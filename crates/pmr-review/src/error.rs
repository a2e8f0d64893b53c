use thiserror::Error;

#[derive(Error, Debug)]
pub enum ReviewError {
    #[error("executor invocation failed during review iteration {iteration}: {reason}")]
    ExecutorFailed { iteration: u32, reason: String },

    /// A goal-drift evaluator raised an error rather than returning a
    /// verdict. Fail-closed per spec.md §4.3: treated as REJECT, never
    /// silently skipped.
    #[error("goal-drift evaluator {check} errored: {reason}")]
    GoalDriftEvaluatorFailed { check: &'static str, reason: String },
}
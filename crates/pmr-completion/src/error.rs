use thiserror::Error;

/// Protocol-level errors abort the completion verdict outright rather than
/// being folded into a status (spec.md §4.4, §7).
#[derive(Error, Debug, Clone, PartialEq, Eq)]
pub enum CompletionError {
    #[error(
        "gate results disagree on run id: expected {expected}, found {found} from gate {gate_name}"
    )]
    StaleRun {
        expected: String,
        found: String,
        gate_name: String,
    },

    #[error("gate results mix {count} distinct run ids; refusing to aggregate")]
    MixedRunIds { count: usize },

    #[error("malformed run id: {0}")]
    InvalidRunIdFormat(String),
}
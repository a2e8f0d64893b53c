//! The lifecycle controller itself: owns a [`Session`] and enforces that it
//! only ever advances one phase at a time, via `complete_phase` as the sole
//! mutation (spec.md §4.1).

use crate::error::LifecycleError;
use crate::gates::validate_phase_evidence;
use chrono::{DateTime, Utc};
use pmr_types::{Phase, Session, SessionStatus};
use serde_json::Value;

/// One phase's recorded evidence, kept even when that phase's gate
/// rejected it — evidence persists even on abort (spec.md §4.1).
#[derive(Debug, Clone)]
pub struct PhaseEvidenceRecord {
    pub phase: Phase,
    pub evidence: Value,
    pub status: SessionStatus,
    pub recorded_at: DateTime<Utc>,
    pub gate_passed: bool,
}

pub struct LifecycleController {
    session: Session,
    history: Vec<PhaseEvidenceRecord>,
}

impl LifecycleController {
    #[must_use]
    pub fn new(session: Session) -> Self {
        Self {
            session,
            history: Vec::new(),
        }
    }

    #[must_use]
    pub fn session(&self) -> &Session {
        &self.session
    }

    #[must_use]
    pub fn history(&self) -> &[PhaseEvidenceRecord] {
        &self.history
    }

    /// Completes `phase` with `evidence` and a phase-level `status`
    /// contribution. Fails with `PhaseTransitionInvalid` if `phase` is not
    /// the session's current phase (catches both skip-ahead and re-entry
    /// after the fact). Evidence is recorded regardless of whether the
    /// gate accepts it; a malformed packet is fatal for the phase and sets
    /// the session status to `INVALID`, but the record is not discarded.
    pub fn complete_phase(
        &mut self,
        phase: Phase,
        evidence: Value,
        status: SessionStatus,
    ) -> Result<(), LifecycleError> {
        if self.session.completed_phases.contains(&Phase::Report) {
            return Err(LifecycleError::SessionAlreadyComplete);
        }
        if phase != self.session.current_phase {
            return Err(LifecycleError::PhaseTransitionInvalid {
                current: self.session.current_phase,
                attempted: phase,
            });
        }

        let gate_result = validate_phase_evidence(phase, &evidence);
        let gate_passed = gate_result.is_ok();

        self.history.push(PhaseEvidenceRecord {
            phase,
            evidence,
            status,
            recorded_at: Utc::now(),
            gate_passed,
        });

        if let Err(err) = gate_result {
            self.session.status = SessionStatus::Invalid;
            tracing::error!(phase = %phase, "phase evidence rejected by gate; session marked INVALID");
            return Err(err);
        }

        self.session.completed_phases.push(phase);
        self.session.status = SessionStatus::aggregate(
            self.history
                .iter()
                .filter(|r| r.gate_passed)
                .map(|r| r.status),
        );

        if let Some(next) = phase.next() {
            self.session.current_phase = next;
        }

        Ok(())
    }
}

#[cfg(test)]
mod tests {
    use super::*;
    use serde_json::json;

    fn fresh_controller() -> LifecycleController {
        LifecycleController::new(Session::new(std::path::PathBuf::from("/tmp/project")))
    }

    #[test]
    fn advances_one_phase_at_a_time() {
        let mut controller = fresh_controller();
        controller
            .complete_phase(
                Phase::RequirementAnalysis,
                json!({"requirements": ["r1"]}),
                SessionStatus::Incomplete,
            )
            .unwrap();
        assert_eq!(controller.session().current_phase, Phase::TaskDecomposition);
    }

    #[test]
    fn skipping_a_phase_is_rejected() {
        let mut controller = fresh_controller();
        let err = controller
            .complete_phase(Phase::Planning, json!({"plan_items": ["p1"]}), SessionStatus::Incomplete)
            .unwrap_err();
        assert!(matches!(err, LifecycleError::PhaseTransitionInvalid { .. }));
        assert_eq!(controller.session().current_phase, Phase::RequirementAnalysis);
    }

    #[test]
    fn malformed_evidence_marks_session_invalid_but_keeps_the_record() {
        let mut controller = fresh_controller();
        let err = controller
            .complete_phase(Phase::RequirementAnalysis, json!({"requirements": []}), SessionStatus::Incomplete)
            .unwrap_err();
        assert!(matches!(err, LifecycleError::MalformedEvidence { .. }));
        assert_eq!(controller.session().status, SessionStatus::Invalid);
        assert_eq!(controller.history().len(), 1);
        assert_eq!(controller.session().current_phase, Phase::RequirementAnalysis);
    }

    #[test]
    fn completing_report_leaves_session_at_report_and_blocks_further_completion() {
        let mut controller = fresh_controller();
        controller
            .complete_phase(Phase::RequirementAnalysis, json!({"requirements": ["r1"]}), SessionStatus::Complete)
            .unwrap();
        controller
            .complete_phase(Phase::TaskDecomposition, json!({"tasks": ["t1"]}), SessionStatus::Complete)
            .unwrap();
        controller
            .complete_phase(Phase::Planning, json!({"plan_items": ["p1"]}), SessionStatus::Complete)
            .unwrap();
        controller
            .complete_phase(
                Phase::Execution,
                json!({"task_results": [{"task_id": "t1", "status": "COMPLETE"}]}),
                SessionStatus::Complete,
            )
            .unwrap();
        controller
            .complete_phase(Phase::Qa, json!({"gate_results": []}), SessionStatus::Complete)
            .unwrap();
        controller
            .complete_phase(
                Phase::CompletionValidation,
                json!({"verdict": {"final_status": "COMPLETE"}}),
                SessionStatus::Complete,
            )
            .unwrap();
        controller
            .complete_phase(Phase::Report, json!({"summary": "done"}), SessionStatus::Complete)
            .unwrap();

        assert_eq!(controller.session().current_phase, Phase::Report);
        assert_eq!(controller.session().status, SessionStatus::Complete);

        let err = controller
            .complete_phase(Phase::Report, json!({"summary": "again"}), SessionStatus::Complete)
            .unwrap_err();
        assert!(matches!(err, LifecycleError::SessionAlreadyComplete));
    }
}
★ ★ ★ ★ ★ ★ ★
— Task brief —
Go through the entries above and count the lines holding the word "level"; write nothing but the number.

— Expected answer —
2